__TASK STATEMENT__.
Among these entries, count the lines containing the word "EncodingKey" and answer with only the number.

__DATA FOR ANALYSIS__.
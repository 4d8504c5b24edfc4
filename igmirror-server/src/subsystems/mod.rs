pub mod avatar;
pub mod download;
pub mod inject;
pub mod profile_sync;
pub mod scheduler;
pub mod stories;
pub mod tasks;

use igmirror_core::{ApiError, MirrorError};
use thiserror::Error;

#[derive(Error, Debug)]
pub enum SyncError {
    #[error(transparent)]
    Api(#[from] ApiError),

    /// The provider answered but flagged the lookup as failed.
    #[error("{0}")]
    RemoteData(String),

    #[error("User not found")]
    NotFound,

    #[error("Storage error: {0}")]
    Storage(#[from] std::io::Error),

    #[error(transparent)]
    Store(#[from] MirrorError),
}
//! Story sync from the Core API.

use igmirror_core::models::{NewStory, Profile, Story};
use igmirror_core::store::from_unix_seconds;
use serde_json::Value;
use uuid::Uuid;

use super::download::{fetch_bytes, file_extension, DOWNLOAD_TIMEOUT};
use super::profile_sync::payload_ok;
use super::SyncError;
use crate::context::SyncContext;

#[derive(Debug, Clone, Default, PartialEq, Eq)]
pub struct StorySync {
    pub username: String,
    pub found: usize,
    pub created: usize,
}

impl StorySync {
    pub fn message(&self) -> String {
        format!(
            "Stories updated for {}: {} found, {} new",
            self.username, self.found, self.created
        )
    }
}

/// Parse `data.items[]` of a stories payload. Items without an id are skipped.
pub fn parse_stories(user_id: Uuid, payload: &Value) -> Vec<NewStory> {
    let Some(items) = payload.pointer("/data/items").and_then(Value::as_array) else {
        return Vec::new();
    };

    items
        .iter()
        .filter_map(|item| {
            let story_id = match item.get("pk").or_else(|| item.get("id"))? {
                Value::String(s) if !s.is_empty() => s.clone(),
                Value::Number(n) => n.to_string(),
                _ => return None,
            };
            let thumbnail_url = item
                .pointer("/image_versions2/candidates/0/url")
                .and_then(Value::as_str)
                .unwrap_or_default()
                .to_string();
            let media_url = item
                .pointer("/video_versions/0/url")
                .and_then(Value::as_str)
                .map(str::to_string)
                .unwrap_or_else(|| thumbnail_url.clone());
            let story_created_at = item
                .get("taken_at")
                .and_then(Value::as_i64)
                .and_then(from_unix_seconds);

            Some(NewStory {
                story_id,
                user_id,
                thumbnail_url,
                media_url,
                story_created_at,
            })
        })
        .collect()
}

pub async fn update_stories_from_api(
    ctx: &SyncContext,
    profile_id: Uuid,
) -> Result<StorySync, SyncError> {
    let profile = ctx
        .profiles
        .get_profile(profile_id)
        .await?
        .ok_or(SyncError::NotFound)?;

    let instagram_id = profile
        .instagram_id
        .clone()
        .filter(|id| !id.is_empty())
        .ok_or_else(|| {
            SyncError::RemoteData(format!(
                "User {} has no Instagram id; update the profile first",
                profile.username
            ))
        })?;

    let api = ctx.core_api().await?;
    let payload = api.fetch_user_stories_by_user_id(&instagram_id).await?;

    if !payload_ok(&payload) {
        let reason = payload
            .pointer("/data/errorMessage")
            .and_then(Value::as_str)
            .unwrap_or_default();
        return Err(SyncError::RemoteData(format!(
            "Error fetching stories for user {}. {}",
            profile.username, reason
        )));
    }

    let parsed = parse_stories(profile.id, &payload);
    let mut result = StorySync {
        username: profile.username.clone(),
        found: parsed.len(),
        created: 0,
    };

    for new_story in parsed {
        let (story, created) = ctx.profiles.get_or_create_story(new_story).await?;
        if created {
            result.created += 1;
        }
        if story.thumbnail.is_none() || story.media.is_none() {
            save_local_media(ctx, &profile, &story).await?;
        }
    }

    tracing::info!(
        username = %profile.username,
        found = result.found,
        created = result.created,
        "Stories synced"
    );
    Ok(result)
}

/// Download local copies of whichever of the story's thumbnail and media are
/// still missing. Failed downloads are logged and left for a later sync.
async fn save_local_media(
    ctx: &SyncContext,
    profile: &Profile,
    story: &Story,
) -> Result<(), SyncError> {
    let thumbnail = match story.thumbnail {
        Some(_) => None,
        None => download_asset(ctx, profile, story, &story.thumbnail_url, "thumbnail").await,
    };
    let media = match story.media {
        Some(_) => None,
        None if story.media_url == story.thumbnail_url => {
            thumbnail.clone().or_else(|| story.thumbnail.clone())
        }
        None => download_asset(ctx, profile, story, &story.media_url, "media").await,
    };

    if thumbnail.is_some() || media.is_some() {
        ctx.profiles
            .set_story_local_media(story.id, thumbnail.as_deref(), media.as_deref())
            .await?;
    }
    Ok(())
}

async fn download_asset(
    ctx: &SyncContext,
    profile: &Profile,
    story: &Story,
    url: &str,
    kind: &str,
) -> Option<String> {
    if url.is_empty() {
        return None;
    }

    let downloaded = match fetch_bytes(&ctx.http, url, DOWNLOAD_TIMEOUT).await {
        Ok(d) => d,
        Err(e) => {
            tracing::warn!(story_id = %story.story_id, kind, error = %e, "Story download failed");
            return None;
        }
    };

    let ext = file_extension(url, downloaded.content_type.as_deref());
    let path = format!(
        "users/{}/stories/{}_{}.{}",
        profile.username, story.story_id, kind, ext
    );
    match ctx.assets.write(&path, downloaded.bytes).await {
        Ok(()) => Some(path),
        Err(e) => {
            tracing::warn!(story_id = %story.story_id, kind, error = %e, "Story asset write failed");
            None
        }
    }
}

#[cfg(test)]
mod tests {
    use super::*;

    #[test]
    fn test_parse_stories_payload() {
        let user = Uuid::new_v4();
        let payload = serde_json::json!({
            "data": {
                "status": true,
                "items": [
                    {
                        "pk": "3001",
                        "taken_at": 1_700_000_000,
                        "image_versions2": {"candidates": [{"url": "https://cdn.example.com/t1.jpg"}]},
                        "video_versions": [{"url": "https://cdn.example.com/v1.mp4"}]
                    },
                    {
                        "id": 3002,
                        "image_versions2": {"candidates": [{"url": "https://cdn.example.com/t2.jpg"}]}
                    },
                    {"taken_at": 5}
                ]
            }
        });

        let stories = parse_stories(user, &payload);
        assert_eq!(stories.len(), 2);
        assert_eq!(stories[0].story_id, "3001");
        assert_eq!(stories[0].media_url, "https://cdn.example.com/v1.mp4");
        assert_eq!(stories[0].story_created_at.unwrap().timestamp(), 1_700_000_000);
        assert_eq!(stories[1].story_id, "3002");
        assert_eq!(stories[1].media_url, "https://cdn.example.com/t2.jpg");
        assert!(stories[1].story_created_at.is_none());
        assert!(stories.iter().all(|s| s.user_id == user));
    }

    #[test]
    fn test_parse_stories_without_items() {
        assert!(parse_stories(Uuid::nil(), &serde_json::json!({"data": {"status": true}})).is_empty());
    }
}
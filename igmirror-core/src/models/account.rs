use chrono::{DateTime, Utc};
use serde::{Deserialize, Serialize};
use uuid::Uuid;

/// An operator or API client that signed in with Google.
#[derive(Debug, Clone, Serialize, Deserialize, sqlx::FromRow)]
pub struct Account {
    pub id: Uuid,
    pub email: String,
    pub username: String,
    pub name: String,
    pub photo_url: String,
    pub is_active: bool,
    pub created_at: DateTime<Utc>,
    pub updated_at: DateTime<Utc>,
}
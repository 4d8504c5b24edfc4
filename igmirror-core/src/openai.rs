//! OpenAI provider helpers: settings validation and a connectivity probe.

use std::sync::Arc;

use crate::client::{ApiClient, ApiError, ProviderEndpoint, DEFAULT_TIMEOUT};
use crate::request_log::RequestLogSink;
use crate::settings::{self, OpenAiSettings, SettingsStore};

pub async fn validate_settings(store: &dyn SettingsStore) -> Result<OpenAiSettings, ApiError> {
    let settings: OpenAiSettings = settings::load(store).await?;
    if settings.api_key.trim().is_empty() {
        return Err(ApiError::Configuration(
            "OpenAI API key is not configured in settings".into(),
        ));
    }
    Ok(settings)
}

/// List models with the configured key; any 2xx counts as reachable.
pub async fn check_connection(
    store: &dyn SettingsStore,
    base_url: &str,
    log: Arc<dyn RequestLogSink>,
) -> Result<bool, ApiError> {
    let settings = validate_settings(store).await?;
    let endpoint = ProviderEndpoint::new("OpenAI API", base_url, settings.api_key)?;
    let client = ApiClient::new(endpoint, log)?;

    match client.request("GET", "models", None, None, DEFAULT_TIMEOUT).await {
        Ok(_) => Ok(true),
        Err(ApiError::Status { status, .. }) => {
            tracing::warn!(status, "OpenAI connection check rejected");
            Ok(false)
        }
        Err(e) if e.is_transport() => {
            tracing::warn!(error = %e, "OpenAI connection check failed");
            Ok(false)
        }
        Err(e) => Err(e),
    }
}

#[cfg(test)]
mod tests {
    use super::*;
    use crate::testing::{MemoryRequestLog, MemorySettings};
    use wiremock::matchers::{header, method, path};
    use wiremock::{Mock, MockServer, ResponseTemplate};

    #[tokio::test]
    async fn test_blank_key_is_configuration_error() {
        let store = MemorySettings::default();
        let err = validate_settings(&store).await.unwrap_err();
        assert!(matches!(err, ApiError::Configuration(_)));
    }

    #[tokio::test]
    async fn test_check_connection_lists_models() {
        let server = MockServer::start().await;
        Mock::given(method("GET"))
            .and(path("/v1/models"))
            .and(header("authorization", "Bearer sk-test"))
            .respond_with(ResponseTemplate::new(200).set_body_json(serde_json::json!({"data": []})))
            .expect(1)
            .mount(&server)
            .await;

        let store = MemorySettings::default();
        settings::save(
            &store,
            &OpenAiSettings {
                api_key: "sk-test".into(),
                model_name: "gpt-4o-mini".into(),
            },
        )
        .await
        .unwrap();

        let log = Arc::new(MemoryRequestLog::default());
        let ok = check_connection(&store, &format!("{}/v1", server.uri()), log.clone())
            .await
            .unwrap();
        assert!(ok);
        assert_eq!(log.rows().len(), 1);
    }

    #[tokio::test]
    async fn test_check_connection_rejected_key() {
        let server = MockServer::start().await;
        Mock::given(method("GET"))
            .respond_with(ResponseTemplate::new(401))
            .mount(&server)
            .await;

        let store = MemorySettings::default();
        settings::save(
            &store,
            &OpenAiSettings {
                api_key: "sk-bad".into(),
                model_name: String::new(),
            },
        )
        .await
        .unwrap();

        let ok = check_connection(&store, &server.uri(), Arc::new(MemoryRequestLog::default()))
            .await
            .unwrap();
        assert!(!ok);
    }
}
pub async fn settings_check_handler(
    State(state): State<Arc<HttpState>>,
    headers: HeaderMap,
    Path(provider): Path<String>,
) -> impl IntoResponse {
    let (status, body) = match authenticate(&state, &headers).await {
        Some(_) => settings_check_inner(&state.ctx, &state.config, &provider).await,
        None => unauthorized(),
    };
    (status, Json(body))
}

// ============================================================================
// Unit Tests: call inner functions directly
// ============================================================================

#[cfg(test)]
mod tests {
    use super::*;
    use igmirror_core::models::LogStatus;
    use igmirror_core::request_log::{LogCompletion, NewRequestLog, RequestLogSink};
    use igmirror_core::testing::{MemoryRequestLog, MemorySettings};

    #[test]
    fn test_version_inner_pure() {
        let v = version_inner();
        assert!(v["version"].is_string());
        assert_eq!(v["service"], "igmirror");
    }

    #[test]
    fn test_log_limit_clamps() {
        assert_eq!(log_limit(None), 50);
        assert_eq!(log_limit(Some(0)), 1);
        assert_eq!(log_limit(Some(10_000)), 500);
        assert_eq!(log_limit(Some(20)), 20);
    }

    #[test]
    fn test_refresh_inner_blank_and_garbage() {
        let keys = JwtKeys::new("test-secret-that-is-long-enough-for-hmac", 60, 7);

        let (status, body) = refresh_inner(&keys, RefreshRequest { refresh: None });
        assert_eq!(status, StatusCode::BAD_REQUEST);
        assert_eq!(body["refresh"][0], "This field is required.");

        let (status, body) = refresh_inner(
            &keys,
            RefreshRequest {
                refresh: Some("not-a-jwt".into()),
            },
        );
        assert_eq!(status, StatusCode::BAD_REQUEST);
        assert_eq!(body["error"], "Invalid refresh token");
    }

    #[test]
    fn test_refresh_inner_rejects_access_token() {
        let keys = JwtKeys::new("test-secret-that-is-long-enough-for-hmac", 60, 7);
        let pair = keys.issue_pair(Uuid::new_v4()).unwrap();

        let (status, _) = refresh_inner(
            &keys,
            RefreshRequest {
                refresh: Some(pair.access),
            },
        );
        assert_eq!(status, StatusCode::BAD_REQUEST);

        let (status, body) = refresh_inner(
            &keys,
            RefreshRequest {
                refresh: Some(pair.refresh.clone()),
            },
        );
        assert_eq!(status, StatusCode::OK);
        assert_eq!(body["refresh"], pair.refresh.as_str());
        assert!(body["access"].is_string());
    }

    #[tokio::test]
    async fn test_health_inner_without_database() {
        let (status, body) = health_inner(None).await;
        assert_eq!(status, StatusCode::OK);
        assert_eq!(body["postgresql"], "not configured");
    }

    #[tokio::test]
    async fn test_settings_get_masks_secrets() {
        let store = MemorySettings::default();
        settings::save(
            &store,
            &CoreApiSettings {
                api_url: "https://core.example.com".into(),
                api_token: "tok-abcdef123456".into(),
            },
        )
        .await
        .unwrap();

        let (status, body) = settings_get_inner(&store, "core_api").await;
        assert_eq!(status, StatusCode::OK);
        assert_eq!(body["configured"], true);
        assert_eq!(body["settings"]["api_url"], "https://core.example.com");
        assert_eq!(body["settings"]["api_token"], "****3456");
    }

    #[tokio::test]
    async fn test_settings_put_then_get() {
        let store = MemorySettings::default();
        let (status, body) =
            settings_put_inner(&store, "openai", json!({"api_key": "sk-0000ffff"})).await;
        assert_eq!(status, StatusCode::OK);
        assert_eq!(body["settings"]["api_key"], "****ffff");

        let loaded: OpenAiSettings = settings::load(&store).await.unwrap();
        assert_eq!(loaded.api_key, "sk-0000ffff");
    }

    #[tokio::test]
    async fn test_settings_put_keeps_omitted_secret() {
        let store = MemorySettings::default();
        settings_put_inner(
            &store,
            "core_api",
            json!({"api_url": "https://core.example.com", "api_token": "tok-abcdef123456"}),
        )
        .await;

        let (status, body) =
            settings_put_inner(&store, "core_api", json!({"api_url": "https://core2.example.com"}))
                .await;
        assert_eq!(status, StatusCode::OK);
        assert_eq!(body["configured"], true);
        assert_eq!(body["settings"]["api_url"], "https://core2.example.com");
        assert_eq!(body["settings"]["api_token"], "****3456");
    }

    #[tokio::test]
    async fn test_settings_put_rejects_non_object() {
        let store = MemorySettings::default();
        let (status, body) = settings_put_inner(&store, "openai", json!(["sk-1"])).await;
        assert_eq!(status, StatusCode::BAD_REQUEST);
        assert_eq!(body["error"], "Invalid settings: expected a JSON object");

        let (status, _) = settings_put_inner(&store, "openai", json!({"api_key": 7})).await;
        assert_eq!(status, StatusCode::BAD_REQUEST);
    }

    #[tokio::test]
    async fn test_settings_unknown_provider() {
        let store = MemorySettings::default();
        let (status, body) = settings_get_inner(&store, "twitter").await;
        assert_eq!(status, StatusCode::NOT_FOUND);
        assert_eq!(body["error"], "Unknown provider: twitter");
    }

    #[tokio::test]
    async fn test_request_log_views() {
        let log = MemoryRequestLog::default();
        let id = log
            .begin(NewRequestLog {
                method: "GET".into(),
                url: "https://core.example.com/api/v1/health/check".into(),
                headers: json!({}),
                params: json!({}),
                body: json!({}),
            })
            .await
            .unwrap();
        log.complete(
            id,
            LogCompletion {
                status_code: 200,
                headers: json!({}),
                body: json!({"ok": true}),
                duration_ms: 12,
            },
        )
        .await
        .unwrap();

        let (status, body) = request_logs_inner(&log, None).await;
        assert_eq!(status, StatusCode::OK);
        assert_eq!(body["count"], 1);
        assert_eq!(body["results"][0]["display"], "GET check - success");
        assert_eq!(body["results"][0]["is_successful"], true);
        assert_eq!(body["results"][0]["status"], LogStatus::Success.as_str());

        let (status, _) = request_log_inner(&log, id + 100).await;
        assert_eq!(status, StatusCode::NOT_FOUND);
    }
}
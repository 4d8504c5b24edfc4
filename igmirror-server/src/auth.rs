//! JWT access/refresh token pair.
//!
//! Both tokens are HS256-signed and stateless. A refresh token can mint new
//! access tokens until it expires; it is never valid as an access token and
//! vice versa.

use axum::http::{header::AUTHORIZATION, HeaderMap};
use igmirror_core::config::AuthConfig;
use jsonwebtoken::{decode, encode, DecodingKey, EncodingKey, Header, Validation};
use serde::{Deserialize, Serialize};
use thiserror::Error;
use uuid::Uuid;

#[derive(Error, Debug)]
pub enum AuthError {
    #[error("Token error: {0}")]
    Jwt(#[from] jsonwebtoken::errors::Error),

    #[error("Wrong token type: expected {expected}")]
    WrongTokenType { expected: &'static str },

    #[error("Identity provider misconfigured: {0}")]
    Configuration(String),

    #[error("Identity verification failed: {0}")]
    Verification(String),
}

#[derive(Debug, Clone, Copy, PartialEq, Eq, Serialize, Deserialize)]
#[serde(rename_all = "snake_case")]
pub enum TokenType {
    Access,
    Refresh,
}

impl TokenType {
    fn as_str(&self) -> &'static str {
        match self {
            TokenType::Access => "access",
            TokenType::Refresh => "refresh",
        }
    }
}

#[derive(Debug, Serialize, Deserialize, Clone)]
pub struct Claims {
    /// Account id.
    pub sub: Uuid,
    pub token_type: TokenType,
    pub exp: i64,
    pub iat: i64,
    pub jti: String,
}

#[derive(Debug, Clone, Serialize)]
pub struct TokenPair {
    pub refresh: String,
    pub access: String,
}

#[derive(Clone)]
pub struct JwtKeys {
    secret: String,
    access_minutes: i64,
    refresh_days: i64,
}

impl JwtKeys {
    pub fn new(secret: impl Into<String>, access_minutes: i64, refresh_days: i64) -> Self {
        Self {
            secret: secret.into(),
            access_minutes,
            refresh_days,
        }
    }

    pub fn from_config(config: &AuthConfig) -> Self {
        Self::new(
            config.jwt_secret.clone(),
            config.access_token_minutes,
            config.refresh_token_days,
        )
    }

    /// Fresh access + refresh pair for a signed-in account.
    pub fn issue_pair(&self, account_id: Uuid) -> Result<TokenPair, AuthError> {
        Ok(TokenPair {
            refresh: self.sign(account_id, TokenType::Refresh)?,
            access: self.sign(account_id, TokenType::Access)?,
        })
    }

    /// New access token for a still-valid refresh token; the refresh token
    /// itself is handed back unchanged.
    pub fn refresh(&self, refresh_token: &str) -> Result<TokenPair, AuthError> {
        let claims = self.decode(refresh_token, TokenType::Refresh)?;
        Ok(TokenPair {
            refresh: refresh_token.to_string(),
            access: self.sign(claims.sub, TokenType::Access)?,
        })
    }

    pub fn validate_access(&self, token: &str) -> Result<Claims, AuthError> {
        self.decode(token, TokenType::Access)
    }

    fn sign(&self, sub: Uuid, token_type: TokenType) -> Result<String, AuthError> {
        let now = chrono::Utc::now().timestamp();
        let ttl = match token_type {
            TokenType::Access => self.access_minutes * 60,
            TokenType::Refresh => self.refresh_days * 24 * 60 * 60,
        };
        let claims = Claims {
            sub,
            token_type,
            exp: now + ttl,
            iat: now,
            jti: Uuid::new_v4().to_string(),
        };
        Ok(encode(
            &Header::default(),
            &claims,
            &EncodingKey::from_secret(self.secret.as_bytes()),
        )?)
    }

    fn decode(&self, token: &str, expected: TokenType) -> Result<Claims, AuthError> {
        let data = decode::<Claims>(
            token,
            &DecodingKey::from_secret(self.secret.as_bytes()),
            &Validation::default(),
        )?;
        if data.claims.token_type != expected {
            return Err(AuthError::WrongTokenType {
                expected: expected.as_str(),
            });
        }
        Ok(data.claims)
    }
}

/// Token from an `Authorization: Bearer <token>` header.
pub fn bearer_token(headers: &HeaderMap) -> Option<&str> {
    let value = headers.get(AUTHORIZATION)?.to_str().ok()?;
    let (scheme, token) = value.split_once(' ')?;
    if !scheme.eq_ignore_ascii_case("bearer") {
        return None;
    }
    let token = token.trim();
    (!token.is_empty()).then_some(token)
}

#[cfg(test)]
mod tests {
    use super::*;
    use axum::http::HeaderValue;

    fn keys() -> JwtKeys {
        JwtKeys::new("test-secret-that-is-long-enough-for-hmac", 60, 7)
    }

    #[test]
    fn test_issue_and_validate_access() {
        let id = Uuid::new_v4();
        let pair = keys().issue_pair(id).unwrap();
        let claims = keys().validate_access(&pair.access).unwrap();
        assert_eq!(claims.sub, id);
        assert_eq!(claims.token_type, TokenType::Access);
        assert!(claims.exp > claims.iat);
    }

    #[test]
    fn test_refresh_token_is_not_an_access_token() {
        let pair = keys().issue_pair(Uuid::new_v4()).unwrap();
        let err = keys().validate_access(&pair.refresh).unwrap_err();
        assert!(matches!(err, AuthError::WrongTokenType { .. }));
    }

    #[test]
    fn test_access_token_cannot_refresh() {
        let pair = keys().issue_pair(Uuid::new_v4()).unwrap();
        assert!(keys().refresh(&pair.access).is_err());
    }

    #[test]
    fn test_refresh_returns_same_refresh_and_new_access() {
        let id = Uuid::new_v4();
        let pair = keys().issue_pair(id).unwrap();
        let refreshed = keys().refresh(&pair.refresh).unwrap();
        assert_eq!(refreshed.refresh, pair.refresh);
        assert_eq!(keys().validate_access(&refreshed.access).unwrap().sub, id);
    }

    #[test]
    fn test_expired_token_fails() {
        let now = chrono::Utc::now().timestamp();
        let claims = Claims {
            sub: Uuid::new_v4(),
            token_type: TokenType::Access,
            exp: now - 300,
            iat: now - 600,
            jti: Uuid::new_v4().to_string(),
        };
        let token = encode(
            &Header::default(),
            &claims,
            &EncodingKey::from_secret(b"test-secret-that-is-long-enough-for-hmac"),
        )
        .unwrap();
        assert!(keys().validate_access(&token).is_err());
    }

    #[test]
    fn test_different_secret_fails() {
        let pair = keys().issue_pair(Uuid::new_v4()).unwrap();
        let other = JwtKeys::new("another-secret", 60, 7);
        assert!(other.validate_access(&pair.access).is_err());
    }

    #[test]
    fn test_bearer_token_parsing() {
        let mut h = HeaderMap::new();
        assert_eq!(bearer_token(&h), None);
        h.insert(AUTHORIZATION, HeaderValue::from_static("Bearer abc.def"));
        assert_eq!(bearer_token(&h), Some("abc.def"));
        h.insert(AUTHORIZATION, HeaderValue::from_static("Token abc"));
        assert_eq!(bearer_token(&h), None);
        h.insert(AUTHORIZATION, HeaderValue::from_static("Bearer   "));
        assert_eq!(bearer_token(&h), None);
    }
}
use serde::{Deserialize, Serialize};
use serde_json::{Map, Value};
use std::time::Duration;
use uuid::Uuid;

/// Message put on the sync queue.
#[derive(Debug, Clone, PartialEq, Eq, Serialize, Deserialize)]
#[serde(tag = "task", rename_all = "snake_case")]
pub enum SyncJob {
    UpdateProfile { profile_id: Uuid },
    UpdateStories { profile_id: Uuid },
    RefreshAvatar { profile_id: Uuid },
}

impl SyncJob {
    pub fn task_name(&self) -> &'static str {
        match self {
            SyncJob::UpdateProfile { .. } => "update_profile",
            SyncJob::UpdateStories { .. } => "update_stories",
            SyncJob::RefreshAvatar { .. } => "refresh_avatar",
        }
    }

    pub fn profile_id(&self) -> Uuid {
        match self {
            SyncJob::UpdateProfile { profile_id }
            | SyncJob::UpdateStories { profile_id }
            | SyncJob::RefreshAvatar { profile_id } => *profile_id,
        }
    }
}

/// Terminal outcome of one task run.
#[derive(Debug, Clone, Serialize, Deserialize, PartialEq)]
pub struct JobReport {
    pub success: bool,
    #[serde(skip_serializing_if = "Option::is_none")]
    pub message: Option<String>,
    #[serde(skip_serializing_if = "Option::is_none")]
    pub error: Option<String>,
    pub attempts: u32,
    #[serde(flatten)]
    pub context: Map<String, Value>,
}

impl JobReport {
    pub fn ok(message: impl Into<String>, attempts: u32) -> Self {
        Self {
            success: true,
            message: Some(message.into()),
            error: None,
            attempts,
            context: Map::new(),
        }
    }

    pub fn err(error: impl Into<String>, attempts: u32) -> Self {
        Self {
            success: false,
            message: None,
            error: Some(error.into()),
            attempts,
            context: Map::new(),
        }
    }

    pub fn with(mut self, key: &str, value: impl Into<Value>) -> Self {
        self.context.insert(key.to_string(), value.into());
        self
    }

    pub fn to_json(&self) -> Value {
        serde_json::to_value(self).unwrap_or_else(|_| serde_json::json!({}))
    }
}

/// What a task run asks the worker to do next.
#[derive(Debug, Clone, PartialEq)]
pub enum TaskOutcome {
    Done(JobReport),
    /// Run the same job again after `delay`; `attempt` is the attempt number
    /// the re-run will carry.
    Retry {
        delay: Duration,
        attempt: u32,
        reason: String,
    },
}

#[cfg(test)]
mod tests {
    use super::*;

    #[test]
    fn test_job_serializes_with_task_tag() {
        let id = Uuid::new_v4();
        let job = SyncJob::UpdateStories { profile_id: id };
        let v = serde_json::to_value(&job).unwrap();
        assert_eq!(v["task"], "update_stories");
        assert_eq!(v["profile_id"], id.to_string());

        let back: SyncJob = serde_json::from_value(v).unwrap();
        assert_eq!(back, job);
        assert_eq!(back.task_name(), "update_stories");
        assert_eq!(back.profile_id(), id);
    }

    #[test]
    fn test_unknown_task_is_rejected() {
        let v = serde_json::json!({"task": "delete_everything", "profile_id": Uuid::nil()});
        assert!(serde_json::from_value::<SyncJob>(v).is_err());
    }

    #[test]
    fn test_report_flattens_context() {
        let report = JobReport::ok("Avatar updated", 1)
            .with("old_hash", "aa")
            .with("new_hash", "bb");
        let v = report.to_json();
        assert_eq!(v["success"], true);
        assert_eq!(v["message"], "Avatar updated");
        assert_eq!(v["attempts"], 1);
        assert_eq!(v["old_hash"], "aa");
        assert!(v.get("error").is_none());
    }

    #[test]
    fn test_error_report_has_no_message() {
        let v = JobReport::err("User not found", 1).to_json();
        assert_eq!(v["success"], false);
        assert_eq!(v["error"], "User not found");
        assert!(v.get("message").is_none());
    }
}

__SOLUTION TO THE EXERCISE__.
3